The Navy has identified a need for External Payload Deployment Systems (EPADS) for cylindrical Unmanned Underwater Vehicles (UUVs) between 5 and 21 inches in diameter. ARMADA Marine Robotics has assembled a team of experts to address this need with this Phase II SBIR. This effort will build upon our successful Phase I Base effort that determined an A-Size (4.875 diameter x 36 ) payload body as a suitable form factor for delivering a 5kg module. Under Phase I work we validated hydrodynamic simulations with in-water testing to quantify the effects of multiple payloads and payload configurations on vehicle endurance and controllability. In-water tests were conducted with proprietary hydrodynamic A-Size dummy payloads carried on a REMUS 600 UUV. It was confirmed that two A-Size external payloads would not decrease the UUV mission time by more than 25% and the parasitic drag of the mounting hardware would be less than 10% over the unmodified vehicle drag. EPADS is based on previous work at the Woods Hole Oceanographic Institution (WHOI) in deliverable transponders. The approach uses a payload that can be neutrally ballasted in a range of seawater densities, including freshwater, so that it has no effect on host UUV buoyancy when attached. Upon receiving an acoustic release command from the UUV, a motor opens a valve that floods a vacuum, making the payload negatively buoyant, and the payload detaches and descends to the seafloor target location. The UUV, which sees no net ballast change upon release of the payload and maintains neutral buoyancy throughout the deployment. WHOI has expressed interest in licensing and we will continue to partner with WHOI for development in Phase II. Work under the Phase II Base effort will include fabrication of the A-Size prototype designed in the Phase I Option, followed by bench, dockside, and tank validation testing. After a Critical Design Review, a revised design will be made and four units fabricated. Tank and open-water testing will be conducted to quantify deployment accuracy under, leveraging a REMUS 600 UUV as the host vehicle for the open-water tests. A Phase II Option is proposed that expands external payload deployment capabilities to other module sizes and classes of UUVs.

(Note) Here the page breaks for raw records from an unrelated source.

use std::fmt;

use actix_web::http::StatusCode;
use actix_web::{HttpResponse, ResponseError};

#[derive(Debug, Clone, PartialEq, Eq)]
pub enum AppError {
    InvalidUrl(String),
    NotFound(String),
    Validation(String),
    Config(String),
    FileOperation(String),
    Serialization(String),
    Multipart(String),
    PayloadTooLarge(String),
}

impl AppError {
    /// 获取错误代码
    pub fn code(&self) -> &'static str {
        match self {
            AppError::InvalidUrl(_) => "E001",
            AppError::NotFound(_) => "E002",
            AppError::Validation(_) => "E003",
            AppError::Config(_) => "E004",
            AppError::FileOperation(_) => "E005",
            AppError::Serialization(_) => "E006",
            AppError::Multipart(_) => "E007",
            AppError::PayloadTooLarge(_) => "E008",
        }
    }

    /// 获取错误类型名称
    pub fn error_type(&self) -> &'static str {
        match self {
            AppError::InvalidUrl(_) => "Invalid URL",
            AppError::NotFound(_) => "Resource Not Found",
            AppError::Validation(_) => "Validation Error",
            AppError::Config(_) => "Configuration Error",
            AppError::FileOperation(_) => "File Operation Error",
            AppError::Serialization(_) => "Serialization Error",
            AppError::Multipart(_) => "Multipart Error",
            AppError::PayloadTooLarge(_) => "Payload Too Large",
        }
    }

    /// 获取错误详情
    pub fn message(&self) -> &str {
        match self {
            AppError::InvalidUrl(msg)
            | AppError::NotFound(msg)
            | AppError::Validation(msg)
            | AppError::Config(msg)
            | AppError::FileOperation(msg)
            | AppError::Serialization(msg)
            | AppError::Multipart(msg)
            | AppError::PayloadTooLarge(msg) => msg,
        }
    }

    /// 格式化为彩色输出（用于启动阶段的终端输出）
    pub fn format_colored(&self) -> String {
        use colored::Colorize;
        format!(
            "{} {} {}\n  {}",
            "[ERROR]".red().bold(),
            self.code().yellow(),
            self.error_type().red(),
            self.message().white()
        )
    }

    /// 格式化为简洁输出
    pub fn format_simple(&self) -> String {
        format!("{}: {}", self.error_type(), self.message())
    }
}

impl fmt::Display for AppError {
    fn fmt(&self, f: &mut fmt::Formatter<'_>) -> fmt::Result {
        write!(f, "{}", self.format_simple())
    }
}

impl std::error::Error for AppError {}

// 便捷的构造函数
impl AppError {
    pub fn invalid_url<T: Into<String>>(msg: T) -> Self {
        AppError::InvalidUrl(msg.into())
    }

    pub fn not_found<T: Into<String>>(msg: T) -> Self {
        AppError::NotFound(msg.into())
    }

    pub fn validation<T: Into<String>>(msg: T) -> Self {
        AppError::Validation(msg.into())
    }

    pub fn config<T: Into<String>>(msg: T) -> Self {
        AppError::Config(msg.into())
    }

    pub fn file_operation<T: Into<String>>(msg: T) -> Self {
        AppError::FileOperation(msg.into())
    }

    pub fn serialization<T: Into<String>>(msg: T) -> Self {
        AppError::Serialization(msg.into())
    }

    pub fn multipart<T: Into<String>>(msg: T) -> Self {
        AppError::Multipart(msg.into())
    }

    pub fn payload_too_large<T: Into<String>>(msg: T) -> Self {
        AppError::PayloadTooLarge(msg.into())
    }
}

/// Handlers return `Result<_, AppError>`; the body is always `{"error": ...}`.
impl ResponseError for AppError {
    fn status_code(&self) -> StatusCode {
        match self {
            AppError::InvalidUrl(_) | AppError::Validation(_) | AppError::Multipart(_) => {
                StatusCode::BAD_REQUEST
            }
            AppError::NotFound(_) => StatusCode::NOT_FOUND,
            AppError::PayloadTooLarge(_) => StatusCode::PAYLOAD_TOO_LARGE,
            AppError::Config(_) | AppError::FileOperation(_) | AppError::Serialization(_) => {
                StatusCode::INTERNAL_SERVER_ERROR
            }
        }
    }

    fn error_response(&self) -> HttpResponse {
        HttpResponse::build(self.status_code()).json(serde_json::json!({
            "error": self.message()
        }))
    }
}

impl From<std::io::Error> for AppError {
    fn from(err: std::io::Error) -> Self {
        AppError::FileOperation(err.to_string())
    }
}

impl From<serde_json::Error> for AppError {
    fn from(err: serde_json::Error) -> Self {
        AppError::Serialization(err.to_string())
    }
}

impl From<toml::ser::Error> for AppError {
    fn from(err: toml::ser::Error) -> Self {
        AppError::Serialization(err.to_string())
    }
}

impl From<config::ConfigError> for AppError {
    fn from(err: config::ConfigError) -> Self {
        AppError::Config(err.to_string())
    }
}

impl From<actix_multipart::MultipartError> for AppError {
    fn from(err: actix_multipart::MultipartError) -> Self {
        AppError::Multipart(err.to_string())
    }
}

pub type Result<T> = std::result::Result<T, AppError>;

Benefit: UUVs have become a workhorse for a wide variety of defense, commercial, and scientific missions. Advances in both Artificial Intelligence and Machine Learning (AI/ML) and battery capacity, driven by well-capitalized related fields such as self-driving and electric automobiles, will enable unmanned platforms to perform longer, more complex, and increasingly adaptive missions. With these advantages in place, future unmanned assets will have more potency and enable new capabilities. The capability to deploy payloads, which can deliver a wide range of effects, represents a compelling action to future Naval assets. This modular system of systems approach also helps to achieve the Navys vision of a more distributed fleet. UUVs are routinely used for detecting and classifying targets on the seafloor using sensors such as sonars, magnetometers, and cameras. Detection and classification may occur between two different missions or two different vehicles. The navigation error accumulated between the two, which can be on the order of tens of meters, increases the likelihood of missing the target and prolongs the timeline between detection and reengagement. An EPADS module delivered near a target will allow for faster reengagement of the target by providing an acoustic reference in the same navigation frame as the sensor used for detection and classification. Furthermore, EPADS will have the capacity to deliver sensors as well as communication capabilities to specific locations on the seafloor. Leveraging the UUVs ability to conduct surveys and detect targets, EPADS can be adaptively delivered to those detected target locations and will provide the capability to monitor those target locations over longer timescales than the UUV mission itself affords. EPADS can also be adaptively delivered as acoustic nodes in an undersea communications network in locations that optimize sensor performance or fill gaps in network coverage areas. EPADS is designed to be host-agnostic, carrying its own battery and interfacing with the host platform via acoustic signals. While Phase II Base testing will utilize a REMUS 600 UUV, the Phase II Option is anticipated to adapt EPADS for the Mk 18 Mod 1 Small UUV (SUUV) REMUS 300 variant form factor. Either size EPADS will be readily adaptable to the Mk 18 Mod 2 Medium UUV (MUUV) Iver variant as well.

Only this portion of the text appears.